There have been a lot of books written about Third Culture Kids but not so many for them, especially for young TCKs. Swirly, written by adult-TCK Sara Saunders and illustrated by Matthew Pierce, helps remedy that. It’s a picture book that tells the story of a little girl, Lila, who moves with her family overseas, returns back to her family’s “home” country, and then lands at another, new, destination, all the while trying to figure out where she belongs.
Since 2012, when Swirly was published, I’ve seen it displayed at conferences and included on TCK reading lists, but it wasn’t until recently that I purchased a copy to read myself. I also shared it with my wife, and she read the last few pages to our college-age daughter, who’d grown up overseas. It brought tears to my wife’s eyes.
I wanted to hear more from Sara, so I contacted her, and she graciously agreed to answer a few questions:
First of all, where are you from? Just kidding! Better question—Where have you lived? Tell us about your cross-cultural experience as a child.
I was born in the United States, which is my passport country and both of my parents’ passport country. We moved to Nigeria when I was almost 8-years old and lived there for ten years. But I was away at boarding school in Kenya most of the time from age 14-18. My parents were missionaries for the Seventh-day Adventist Church, serving in a mission hospital. As a young adult I have also lived and studied or worked in the United States, Thailand, Mexico, Nigeria again, Kenya again, Uganda, and now Lebanon.
When did you become aware that you were a TCK—that you had more than one culture swirled up inside you?
I was aware from early childhood that being an MK made me different from the local children where I lived and also different from American children in my passport country. But I did not become aware of the term TCK and apply it to myself until I was a high school student at Maxwell Adventist Academy in Kenya. When I was a junior, a speaker came from Interaction International to explain the concept to us and encourage us in our search for a sense of identity. This was empowering for me. In fact, this is when I first heard the poem “Colors” by Whitni Thomas, which later inspired me to write Swirly.

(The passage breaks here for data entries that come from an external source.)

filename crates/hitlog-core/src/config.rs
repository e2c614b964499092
//! Application configuration management.
//!
//! This module handles loading and saving the application configuration:
//! the app origin, the remote catalog URL, cache naming and network options.
//!
//! Configuration is stored at `~/.config/hitlog/config.json`.

use std::path::PathBuf;
use std::time::Duration;

use anyhow::{Context, Result};
use reqwest::Url;
use serde::{Deserialize, Serialize};

use crate::worker::{AssetRules, WorkerConfig, DEFAULT_APP_PREFIX, DEFAULT_CACHE_VERSION};

/// Application name used for config/cache directory paths
pub const APP_NAME: &str = "hitlog";

/// Config file name
const CONFIG_FILE: &str = "config.json";

const DEFAULT_ORIGIN: &str = "http://localhost:5173/";

/// Path of the remote catalog relative to the origin
const DEFAULT_CATALOG_PATH: &str = "/exercises.json";

#[derive(Debug, Clone, PartialEq, Serialize, Deserialize)]
#[serde(default)]
pub struct Config {
    pub origin: String,
    /// Defaults to `exercises.json` on the origin
    pub catalog_url: Option<String>,
    pub app_prefix: String,
    pub cache_version: String,
    pub asset_prefixes: Vec<String>,
    pub request_timeout_secs: Option<u64>,
    pub offline_mode: bool,
}

impl Default for Config {
    fn default() -> Self {
        Self {
            origin: DEFAULT_ORIGIN.to_string(),
            catalog_url: None,
            app_prefix: DEFAULT_APP_PREFIX.to_string(),
            cache_version: DEFAULT_CACHE_VERSION.to_string(),
            asset_prefixes: AssetRules::default().path_prefixes,
            request_timeout_secs: Some(15),
            offline_mode: false,
        }
    }
}

impl Config {
    pub fn load() -> Result<Self> {
        let path = Self::config_path()?;
        if path.exists() {
            let contents = std::fs::read_to_string(&path)
                .with_context(|| format!("Failed to read config: {}", path.display()))?;
            Ok(serde_json::from_str(&contents)
                .with_context(|| format!("Failed to parse config: {}", path.display()))?)
        } else {
            Ok(Self::default())
        }
    }

    pub fn save(&self) -> Result<()> {
        let path = Self::config_path()?;
        if let Some(parent) = path.parent() {
            std::fs::create_dir_all(parent)?;
        }
        let contents = serde_json::to_string_pretty(self)?;
        std::fs::write(path, contents)?;
        Ok(())
    }

    pub fn config_path() -> Result<PathBuf> {
        let config_dir = dirs::config_dir()
            .ok_or_else(|| anyhow::anyhow!("Could not find config directory"))?;
        Ok(config_dir.join(APP_NAME).join(CONFIG_FILE))
    }

    /// Response cache partitions and log files live here.
    pub fn cache_dir(&self) -> Result<PathBuf> {
        let cache_dir = dirs::cache_dir()
            .ok_or_else(|| anyhow::anyhow!("Could not find cache directory"))?;
        Ok(cache_dir.join(APP_NAME))
    }

    /// Workout state and the cached catalog live here.
    pub fn data_dir(&self) -> Result<PathBuf> {
        let data_dir = dirs::data_dir()
            .ok_or_else(|| anyhow::anyhow!("Could not find data directory"))?;
        Ok(data_dir.join(APP_NAME))
    }

    /// Apply `HITLOG_ORIGIN` / `HITLOG_CATALOG_URL` overrides.
    pub fn apply_env(&mut self) {
        self.apply_overrides(
            std::env::var("HITLOG_ORIGIN").ok(),
            std::env::var("HITLOG_CATALOG_URL").ok(),
        );
    }

    fn apply_overrides(&mut self, origin: Option<String>, catalog_url: Option<String>) {
        if let Some(origin) = origin.filter(|v| !v.trim().is_empty()) {
            self.origin = origin.trim().to_string();
        }
        if let Some(url) = catalog_url.filter(|v| !v.trim().is_empty()) {
            self.catalog_url = Some(url.trim().to_string());
        }
    }

    pub fn origin_url(&self) -> Result<Url> {
        Url::parse(&self.origin).with_context(|| format!("Invalid origin URL: {}", self.origin))
    }

    pub fn catalog_endpoint(&self) -> Result<Url> {
        match &self.catalog_url {
            Some(url) => Url::parse(url).with_context(|| format!("Invalid catalog URL: {}", url)),
            None => self
                .origin_url()?
                .join(DEFAULT_CATALOG_PATH)
                .context("Failed to build catalog URL"),
        }
    }

    pub fn request_timeout(&self) -> Option<Duration> {
        self.request_timeout_secs.map(Duration::from_secs)
    }

    pub fn asset_rules(&self) -> AssetRules {
        AssetRules::with_prefixes(self.asset_prefixes.clone())
    }

    pub fn worker_config(&self) -> Result<WorkerConfig> {
        Ok(WorkerConfig::new(self.origin_url()?).with_version(&self.app_prefix, &self.cache_version))
    }
}

#[cfg(test)]
mod tests {
    use super::*;

    #[test]
    fn test_defaults() {
        let config = Config::default();
        let worker = config.worker_config().unwrap();
        assert_eq!(worker.static_partition(), "hit-static-v3");
        assert_eq!(config.catalog_endpoint().unwrap().as_str(), "http://localhost:5173/exercises.json");
        assert_eq!(config.request_timeout(), Some(Duration::from_secs(15)));
    }

    #[test]
    fn test_partial_file_fills_defaults() {
        let config: Config = serde_json::from_str(r#"{"origin": "https://hit.example/"}"#).unwrap();
        assert_eq!(config.origin, "https://hit.example/");
        assert_eq!(config.cache_version, DEFAULT_CACHE_VERSION);
        assert!(!config.offline_mode);
    }

    #[test]
    fn test_overrides() {
        let mut config = Config::default();
        config.apply_overrides(Some("https://hit.example/app/".into()), Some(" ".into()));
        assert_eq!(config.origin, "https://hit.example/app/");
        assert!(config.catalog_url.is_none());
        assert_eq!(config.catalog_endpoint().unwrap().as_str(), "https://hit.example/exercises.json");

        config.apply_overrides(None, Some("https://cdn.example/c.json".into()));
        assert_eq!(config.catalog_endpoint().unwrap().as_str(), "https://cdn.example/c.json");
    }

    #[test]
    fn test_invalid_origin() {
        let config = Config {
            origin: "not a url".into(),
            ..Config::default()
        };
        assert!(config.worker_config().is_err());
    }
}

In her wonderful poem, Whitni writes about being “blue” and growing up in a “yellow” country:
Why can’t I be both?
A place where I can be me.
A place where I can be green.
I just want to be green.
In your book, Lila is a swirl of blue and yellow and “sometimes even blends of green.” Why did you choose this metaphor—of being a combination of several distinct colors—to describe what it’s like to be a Third Culture Kid?

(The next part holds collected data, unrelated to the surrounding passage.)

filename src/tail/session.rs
//! One tailing session over one file.
//!
//! A [`TailSession`] owns the read cursor and its line counter. The backlog
//! is read through a borrow of the session and the live stream consumes it,
//! so the live drain cannot start until the backlog is finished with. Any
//! backlog lines left unread are delivered first by the live stream.

use std::collections::VecDeque;
use std::fs::File;
use std::io::BufReader;
use std::path::{Path, PathBuf};
use std::pin::Pin;
use std::task::{Context, Poll};
use std::time::Duration;

use futures_core::Stream;
use futures_util::stream::{self, BoxStream, StreamExt};
use tokio::time::{Instant, Interval, MissedTickBehavior};

use super::error::TailError;
use super::line::{Line, LineCursor};
use super::watcher::{ChangeSubscription, ChangeWatcher};

/// Default period of the polling fallback.
pub const DEFAULT_POLL_INTERVAL: Duration = Duration::from_secs(5);

/// Runtime options for a tailing session.
#[derive(Debug, Clone, PartialEq, Eq)]
pub struct TailOptions {
    /// Period of the timer that re-drains the file when no change
    /// notification arrives. Zero disables the timer.
    pub poll_interval: Duration,
}

impl Default for TailOptions {
    fn default() -> Self {
        Self {
            poll_interval: DEFAULT_POLL_INTERVAL,
        }
    }
}

/// Exclusive tailing state for one file.
#[derive(Debug)]
pub struct TailSession {
    path: PathBuf,
    cursor: LineCursor<BufReader<File>>,
    changes: ChangeSubscription,
    options: TailOptions,
}

impl TailSession {
    /// Open `path` from its start and subscribe to its changes.
    ///
    /// # Errors
    ///
    /// Returns an access error if the file cannot be opened, or the
    /// watcher's error if the subscription fails.
    pub fn open(
        path: &Path,
        watcher: &dyn ChangeWatcher,
        options: TailOptions,
    ) -> Result<Self, TailError> {
        let cursor = LineCursor::open(path)?;
        let changes = watcher.subscribe(path)?;
        tracing::debug!(
            path = %path.display(),
            poll_interval_ms = options.poll_interval.as_millis(),
            "Opened tail session"
        );
        Ok(Self {
            path: path.to_path_buf(),
            cursor,
            changes,
            options,
        })
    }

    /// Get the path being tailed.
    #[must_use]
    pub fn path(&self) -> &Path {
        &self.path
    }

    /// Number of the last line read so far.
    #[must_use]
    pub fn line_number(&self) -> u64 {
        self.cursor.line_number()
    }

    /// Lines already present in the file, read until no complete line is
    /// left.
    pub fn backlog(&mut self) -> Backlog<'_> {
        Backlog {
            path: &self.path,
            cursor: &mut self.cursor,
            done: false,
        }
    }

    /// Turn the session into the stream of lines appended from now on.
    ///
    /// The stream drains once immediately, then again on every change
    /// notification and timer tick. Dropping it closes the cursor and
    /// unsubscribes from the watcher.
    #[must_use]
    pub fn into_live(self) -> LiveLines {
        let state = LiveState {
            path: self.path,
            cursor: Some(self.cursor),
            changes: self.changes,
            poll_interval: self.options.poll_interval,
            ticker: None,
            pending: VecDeque::new(),
            primed: false,
            failed: false,
        };
        LiveLines {
            inner: stream::unfold(state, LiveState::step).boxed(),
        }
    }
}

/// Iterator over the backlog of a [`TailSession`].
#[derive(Debug)]
pub struct Backlog<'a> {
    path: &'a Path,
    cursor: &'a mut LineCursor<BufReader<File>>,
    done: bool,
}

impl Iterator for Backlog<'_> {
    type Item = Result<Line, TailError>;

    fn next(&mut self) -> Option<Self::Item> {
        if self.done {
            return None;
        }
        match self.cursor.read_next_complete_line() {
            Ok(Some(line)) => Some(Ok(line)),
            Ok(None) => {
                self.done = true;
                tracing::debug!(
                    path = %self.path.display(),
                    lines = self.cursor.line_number(),
                    "Backlog drained"
                );
                None
            }
            Err(e) => {
                self.done = true;
                Some(Err(TailError::from_io(self.path, e)))
            }
        }
    }
}

/// Lines appended to a tailed file, as they become available.
///
/// Read errors are reported and polling continues; watcher failures end the
/// stream.
pub struct LiveLines {
    inner: BoxStream<'static, Result<Line, TailError>>,
}

impl Stream for LiveLines {
    type Item = Result<Line, TailError>;

    fn poll_next(mut self: Pin<&mut Self>, cx: &mut Context<'_>) -> Poll<Option<Self::Item>> {
        self.inner.poll_next_unpin(cx)
    }
}

impl std::fmt::Debug for LiveLines {
    fn fmt(&self, f: &mut std::fmt::Formatter<'_>) -> std::fmt::Result {
        f.debug_struct("LiveLines").finish_non_exhaustive()
    }
}

struct LiveState {
    path: PathBuf,
    cursor: Option<LineCursor<BufReader<File>>>,
    changes: ChangeSubscription,
    poll_interval: Duration,
    ticker: Option<Interval>,
    pending: VecDeque<Line>,
    primed: bool,
    failed: bool,
}

impl LiveState {
    async fn step(mut self) -> Option<(Result<Line, TailError>, Self)> {
        loop {
            if self.failed {
                return None;
            }
            if let Some(line) = self.pending.pop_front() {
                return Some((Ok(line), self));
            }
            if self.primed {
                if let Err(e) = self.wait_for_trigger().await {
                    tracing::debug!(path = %self.path.display(), error = %e, "Tail session failed");
                    self.failed = true;
                    return Some((Err(e), self));
                }
            }
            self.primed = true;

            match self.drain().await {
                Ok(lines) => self.pending.extend(lines),
                Err(e) => {
                    // Without a cursor there is nothing left to poll.
                    self.failed = self.cursor.is_none();
                    return Some((Err(e), self));
                }
            }
        }
    }

    async fn wait_for_trigger(&mut self) -> Result<(), TailError> {
        if self.ticker.is_none() && !self.poll_interval.is_zero() {
            let mut ticker =
                tokio::time::interval_at(Instant::now() + self.poll_interval, self.poll_interval);
            ticker.set_missed_tick_behavior(MissedTickBehavior::Delay);
            self.ticker = Some(ticker);
        }

        let ticker = &mut self.ticker;
        let changes = &mut self.changes;
        let tick = async {
            match ticker {
                Some(ticker) => {
                    ticker.tick().await;
                }
                None => std::future::pending::<()>().await,
            }
        };

        tokio::select! {
            change = changes.recv() => match change {
                Some(Ok(_)) => {
                    tracing::trace!(path = %self.path.display(), "Change notification");
                    Ok(())
                }
                Some(Err(e)) => Err(e),
                None => Err(TailError::WatcherClosed(self.path.clone())),
            },
            () = tick => {
                tracing::trace!(path = %self.path.display(), "Poll tick");
                Ok(())
            }
        }
    }

    async fn drain(&mut self) -> Result<Vec<Line>, TailError> {
        let Some(mut cursor) = self.cursor.take() else {
            return Ok(Vec::new());
        };
        let (cursor, result) = tokio::task::spawn_blocking(move || {
            let result = cursor.drain();
            (cursor, result)
        })
        .await?;
        self.cursor = Some(cursor);

        let lines = result.map_err(|e| TailError::from_io(&self.path, e))?;
        if let Some(last) = lines.last() {
            tracing::debug!(
                path = %self.path.display(),
                count = lines.len(),
                last_line = last.line_number(),
                "Drained new lines"
            );
        }
        Ok(lines)
    }
}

I appreciated Whitni’s poem a lot just as it is, but I felt like I wanted to acknowledge that the different pieces of the cultures that form a TCK’s mannerisms and values can often be traced to where they came from and don’t all melt into one solid new culture. For example, I have a hard time calling my elders by their first name after growing up among the Yoruba of Nigeria, who have respectful titles for anyone even less than a year older themselves. But it is also important to me for the whole family—father, mother, children of all ages-—to eat their meals together, at the same time and same table, which is the Anglo-American way, not the Yoruba way. I would like to recognize and celebrate the different pieces of my unique culture and where they come from.

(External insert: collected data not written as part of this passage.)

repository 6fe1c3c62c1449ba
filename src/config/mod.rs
//! Configuration module.

mod loader;
mod types;

pub use loader::*;
pub use types::*;
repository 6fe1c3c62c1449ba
//! Shared tailing handle for one file.

use std::path::{Path, PathBuf};
use std::sync::Arc;

use futures_core::Stream;
use futures_util::stream::{self, StreamExt};

use super::error::TailError;
use super::line::Line;
use super::session::{TailOptions, TailSession};
use super::watcher::ChangeWatcher;
use crate::window::{SharedStream, Subscription};

/// Item type of a tailed line stream.
pub type LineResult = Result<Line, TailError>;

/// Tails one file for any number of consumers.
///
/// The subscription that opens a session sees the file's backlog followed by
/// its live appends, as do all subscriptions created before it is first
/// polled. They share a single [`TailSession`]. A subscription joining a
/// running session only gets lines read from that point on. The session is
/// closed when the last subscriber unsubscribes, and the next subscription
/// opens a new one counting from line 1 again.
#[derive(Debug, Clone)]
pub struct FileTailer {
    path: PathBuf,
    lines: SharedStream<LineResult>,
}

impl FileTailer {
    /// Create a tailer for `path`. Nothing is opened until a subscription is
    /// first polled.
    pub fn new(
        path: impl Into<PathBuf>,
        watcher: Arc<dyn ChangeWatcher>,
        options: TailOptions,
    ) -> Self {
        let path = path.into();
        let session_path = path.clone();
        let lines = SharedStream::new(move || {
            session_lines(session_path.clone(), Arc::clone(&watcher), options.clone())
        });
        Self { path, lines }
    }

    /// Get the path being tailed.
    #[must_use]
    pub fn path(&self) -> &Path {
        &self.path
    }

    /// Subscribe to the file's lines.
    #[must_use]
    pub fn subscribe(&self) -> Subscription<LineResult> {
        self.lines.subscribe()
    }

    /// Number of live subscriptions.
    #[must_use]
    pub fn subscriber_count(&self) -> usize {
        self.lines.subscriber_count()
    }

    /// Returns `true` while a session is open.
    #[must_use]
    pub fn is_active(&self) -> bool {
        self.lines.is_connected()
    }
}

/// Open a session on `path` and stream its backlog, then its live lines.
///
/// Opening and the backlog read run on the blocking pool. An open failure is
/// delivered as the only item.
pub fn session_lines(
    path: PathBuf,
    watcher: Arc<dyn ChangeWatcher>,
    options: TailOptions,
) -> impl Stream<Item = LineResult> + Send + 'static {
    stream::once(open_with_backlog(path, watcher, options)).flat_map(|opened| match opened {
        Ok((backlog, session)) => stream::iter(backlog.into_iter().map(Ok))
            .chain(session.into_live())
            .left_stream(),
        Err(e) => stream::iter([Err(e)]).right_stream(),
    })
}

async fn open_with_backlog(
    path: PathBuf,
    watcher: Arc<dyn ChangeWatcher>,
    options: TailOptions,
) -> Result<(Vec<Line>, TailSession), TailError> {
    tokio::task::spawn_blocking(move || {
        let mut session = TailSession::open(&path, watcher.as_ref(), options)?;
        let backlog = session.backlog().collect::<Result<Vec<_>, _>>()?;
        Ok::<_, TailError>((backlog, session))
    })
    .await?
}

Though it’s aimed at young children, Swirly‘s message resonates with parents and adult TCKs as well. What kinds of responses have you received from readers?
Many people have told me that it helped them to understand and affirm their children, their friends, or themselves. I have seen adult men choke up when describing how it touched them. I’m really happy to know that it has helped others to conceptualize the TCK experience and a shared TCK identity with Jesus.
I’ve seen that you’re also wanting to create books for another group of cross-cultural children—those in refugee communities. Can you tell us more about that?
I am passionate about increasing access to books that are developmentally appropriate and culturally relevant for all children in the world. Many children have zero access to children’s books in which they can see themselves represented. In fact, many have zero access to children’s books of any sort. As I write, I am in Malawi working with university students here on a project to create children’s books which are in the local language, reflect the local culture, and teach good values. Two years ago, the university where I work in Lebanon also collaborated for a project with World Vision to create storybooks for refugee children in our region. Refugee children are trying to find their identity as cross cultural kids, and often are also dealing with discrimination from their host communities and grief, hopelessness, and depression in their homes. I hope to inspire others to fill in the gaps so that these children and all other children in the world can have reading material which helps them to become successful lifelong learners through strong literacy skills and life skills.